■ **Try it**:
Where does the word "return" occur in the entries below? Copy every line that has it.

↓

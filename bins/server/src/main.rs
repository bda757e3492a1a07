//! Billing ledger server.
//!
//! Serves the HTTP API and runs the reconciliation scheduler until ctrl-c.

use std::sync::Arc;

use anyhow::Context;
use tokio::net::TcpListener;
use tracing::info;
use tracing_subscriber::{layer::SubscriberExt, util::SubscriberInitExt};

use billing_api::{AppState, WebhookSettings, create_router};
use billing_core::ledger::{LedgerService, LedgerStore};
use billing_core::ports::{IdentityProvider, PaymentProvider};
use billing_core::reconcile::{ReconcileScheduler, Reconciler, ScheduleConfig};
use billing_db::{SeaOrmLedgerStore, connect_with};
use billing_integrations::{HttpIdentityClient, StripeClient};
use billing_shared::AppConfig;

#[tokio::main]
async fn main() -> anyhow::Result<()> {
    // Load environment variables from .env file
    dotenvy::dotenv().ok();

    tracing_subscriber::registry()
        .with(
            tracing_subscriber::EnvFilter::try_from_default_env()
                .unwrap_or_else(|_| "billing=debug,tower_http=debug".into()),
        )
        .with(tracing_subscriber::fmt::layer())
        .init();

    let config = AppConfig::load().context("failed to load configuration")?;

    let db = connect_with(&config.database).await?;
    info!(
        max_connections = config.database.max_connections,
        "Connected to database"
    );
    let store: Arc<dyn LedgerStore> = Arc::new(SeaOrmLedgerStore::new(db));

    let provider: Arc<dyn PaymentProvider> =
        Arc::new(StripeClient::from_config(&config.payment_provider)?);
    let identity: Arc<dyn IdentityProvider> =
        Arc::new(HttpIdentityClient::from_config(&config.identity)?);
    info!(
        api_base = %config.payment_provider.api_base,
        identity = %config.identity.base_url,
        currency = %config.billing.currency,
        "External services configured"
    );

    // Background reconciliation
    let stale_claim_age = chrono::Duration::from_std(config.reconciler.stale_claim_age())
        .context("stale claim age out of range")?;
    let reconciler = Arc::new(Reconciler::new(
        LedgerService::new(store.clone()),
        provider.clone(),
        stale_claim_age,
    ));
    let scheduler = ReconcileScheduler::spawn(
        reconciler,
        ScheduleConfig {
            payment_check_interval: config.reconciler.payment_check_interval(),
            stale_sweep_interval: config.reconciler.stale_sweep_interval(),
        },
    );

    let state = AppState::new(
        store,
        identity,
        provider,
        &config.billing,
        WebhookSettings::from(&config.payment_provider),
    );
    let app = create_router(state);

    let addr = format!("{}:{}", config.server.host, config.server.port);
    let listener = TcpListener::bind(&addr).await?;
    info!("Server listening on {}", addr);

    axum::serve(listener, app)
        .with_graceful_shutdown(shutdown_signal())
        .await?;

    info!("HTTP server stopped, waiting for reconciliation tasks");
    scheduler.shutdown().await;

    Ok(())
}

async fn shutdown_signal() {
    if let Err(err) = tokio::signal::ctrl_c().await {
        tracing::error!(error = %err, "Failed to listen for shutdown signal");
    }
}
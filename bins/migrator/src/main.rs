//! Database migration runner for the billing ledger.
//!
//! Usage:
//!   migrator up      - Run all pending migrations
//!   migrator down    - Roll back the last migration
//!   migrator status  - Show migration status
//!
//! The database URL is read from `DATABASE_URL`.

use billing_db::migration::Migrator;
use sea_orm_migration::prelude::*;

#[tokio::main]
async fn main() {
    dotenvy::dotenv().ok();

    // The CLI sets up its own tracing
    cli::run_cli(Migrator).await;
}
//! Billing event ingest.

use axum::{
    Json, Router,
    body::Bytes,
    extract::State,
    http::StatusCode,
    routing::post,
};

use billing_core::ingest::IngestOutcome;

use crate::AppState;

/// Creates the event routes.
pub fn routes() -> Router<AppState> {
    Router::new().route("/events", post(ingest_event))
}

/// POST `/events` - Apply one usage, validation or provisioning event.
///
/// Answers 200 for handled and skipped events, 422 when the event could
/// not be applied. Redelivering a 200 event is harmless.
async fn ingest_event(
    State(state): State<AppState>,
    body: Bytes,
) -> (StatusCode, Json<IngestOutcome>) {
    let outcome = state.ingest.handle_payload(&body).await;
    let status = match outcome {
        IngestOutcome::Failed { .. } => StatusCode::UNPROCESSABLE_ENTITY,
        _ => StatusCode::OK,
    };
    (status, Json(outcome))
}
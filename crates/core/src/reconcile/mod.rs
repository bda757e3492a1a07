//! Payment reconciliation against the payment provider.
//!
//! - `reconciler` - claim, check and release of one payment; stale sweeps
//! - `scheduler` - the periodic tasks running them

pub mod reconciler;
pub mod scheduler;

pub use reconciler::{CheckOutcome, Reconciler};
pub use scheduler::{ReconcileScheduler, ScheduleConfig, SchedulerHandle};
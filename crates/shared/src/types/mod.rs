//! Common types used across the application.

pub mod id;
pub mod money;

pub use id::*;
pub use money::{Currency, Money};
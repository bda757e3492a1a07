//! Test doubles for the external providers.
//!
//! Available to other crates through the `test-util` feature.

use std::collections::{HashMap, HashSet};
use std::sync::atomic::{AtomicBool, AtomicU64, Ordering};
use std::sync::{Mutex, PoisonError};

use async_trait::async_trait;

use billing_shared::types::Currency;

use crate::ledger::PaymentIntentStatus;
use crate::ports::{
    IdentityError, IdentityProvider, PaymentIntent, PaymentProvider, ProviderError, User,
};

/// Identity provider backed by a fixed set of users.
#[derive(Debug, Default)]
pub struct StaticIdentityProvider {
    users: HashMap<String, User>,
}

impl StaticIdentityProvider {
    /// Creates a provider with no users.
    #[must_use]
    pub fn new() -> Self {
        Self::default()
    }

    /// Adds a user.
    #[must_use]
    pub fn with_user(mut self, id: &str, email: &str) -> Self {
        self.users.insert(
            id.to_string(),
            User {
                id: id.to_string(),
                email: email.to_string(),
            },
        );
        self
    }
}

#[async_trait]
impl IdentityProvider for StaticIdentityProvider {
    async fn get_user_by_id(&self, user_id: &str) -> Result<User, IdentityError> {
        self.users
            .get(user_id)
            .cloned()
            .ok_or_else(|| IdentityError::NotFound(user_id.to_string()))
    }
}

/// Payment provider whose intent statuses are set by the test.
///
/// New intents start as `requires_payment_method`.
#[derive(Debug, Default)]
pub struct ScriptedPaymentProvider {
    next_id: AtomicU64,
    customers: AtomicU64,
    fail_next_intent: AtomicBool,
    statuses: Mutex<HashMap<String, PaymentIntentStatus>>,
    intent_customers: Mutex<HashMap<String, String>>,
    unavailable: Mutex<HashSet<String>>,
}

impl ScriptedPaymentProvider {
    /// Creates a provider with no intents.
    #[must_use]
    pub fn new() -> Self {
        Self::default()
    }

    /// Sets the status reported for an intent.
    pub fn set_status(&self, intent_id: &str, status: PaymentIntentStatus) {
        self.statuses
            .lock()
            .unwrap_or_else(PoisonError::into_inner)
            .insert(intent_id.to_string(), status);
    }

    /// Makes status lookups for an intent fail.
    pub fn set_unavailable(&self, intent_id: &str) {
        self.unavailable
            .lock()
            .unwrap_or_else(PoisonError::into_inner)
            .insert(intent_id.to_string());
    }

    /// Makes the next `create_intent` call fail.
    pub fn fail_next_intent(&self) {
        self.fail_next_intent.store(true, Ordering::SeqCst);
    }

    /// Customer reference an intent was created for.
    #[must_use]
    pub fn customer_of(&self, intent_id: &str) -> Option<String> {
        self.intent_customers
            .lock()
            .unwrap_or_else(PoisonError::into_inner)
            .get(intent_id)
            .cloned()
    }

    /// Number of customers created so far.
    #[must_use]
    pub fn customers_created(&self) -> u64 {
        self.customers.load(Ordering::SeqCst)
    }
}

#[async_trait]
impl PaymentProvider for ScriptedPaymentProvider {
    async fn create_customer(&self, _email: &str) -> Result<String, ProviderError> {
        // Let concurrent callers interleave as they would over the network.
        tokio::task::yield_now().await;
        let n = self.customers.fetch_add(1, Ordering::SeqCst) + 1;
        Ok(format!("cus_{n}"))
    }

    async fn create_intent(
        &self,
        _amount: i64,
        _currency: Currency,
        customer_ref: &str,
    ) -> Result<PaymentIntent, ProviderError> {
        if self.fail_next_intent.swap(false, Ordering::SeqCst) {
            return Err(ProviderError::Unavailable("scripted failure".to_string()));
        }

        let n = self.next_id.fetch_add(1, Ordering::SeqCst) + 1;
        let id = format!("pi_{n}");
        let status = PaymentIntentStatus::RequiresPaymentMethod;
        self.set_status(&id, status);
        self.intent_customers
            .lock()
            .unwrap_or_else(PoisonError::into_inner)
            .insert(id.clone(), customer_ref.to_string());

        Ok(PaymentIntent {
            client_secret: format!("{id}_secret"),
            id,
            status,
        })
    }

    async fn get_intent_status(
        &self,
        intent_id: &str,
    ) -> Result<PaymentIntentStatus, ProviderError> {
        if self
            .unavailable
            .lock()
            .unwrap_or_else(PoisonError::into_inner)
            .contains(intent_id)
        {
            return Err(ProviderError::Unavailable(format!(
                "status lookup for {intent_id} failed"
            )));
        }

        self.statuses
            .lock()
            .unwrap_or_else(PoisonError::into_inner)
            .get(intent_id)
            .copied()
            .ok_or_else(|| ProviderError::Rejected(format!("no such intent: {intent_id}")))
    }
}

↑

■ **Exercise response**:
            return Err(ProviderError::Unavailable("scripted failure".to_string()));
            return Err(ProviderError::Unavailable(format!(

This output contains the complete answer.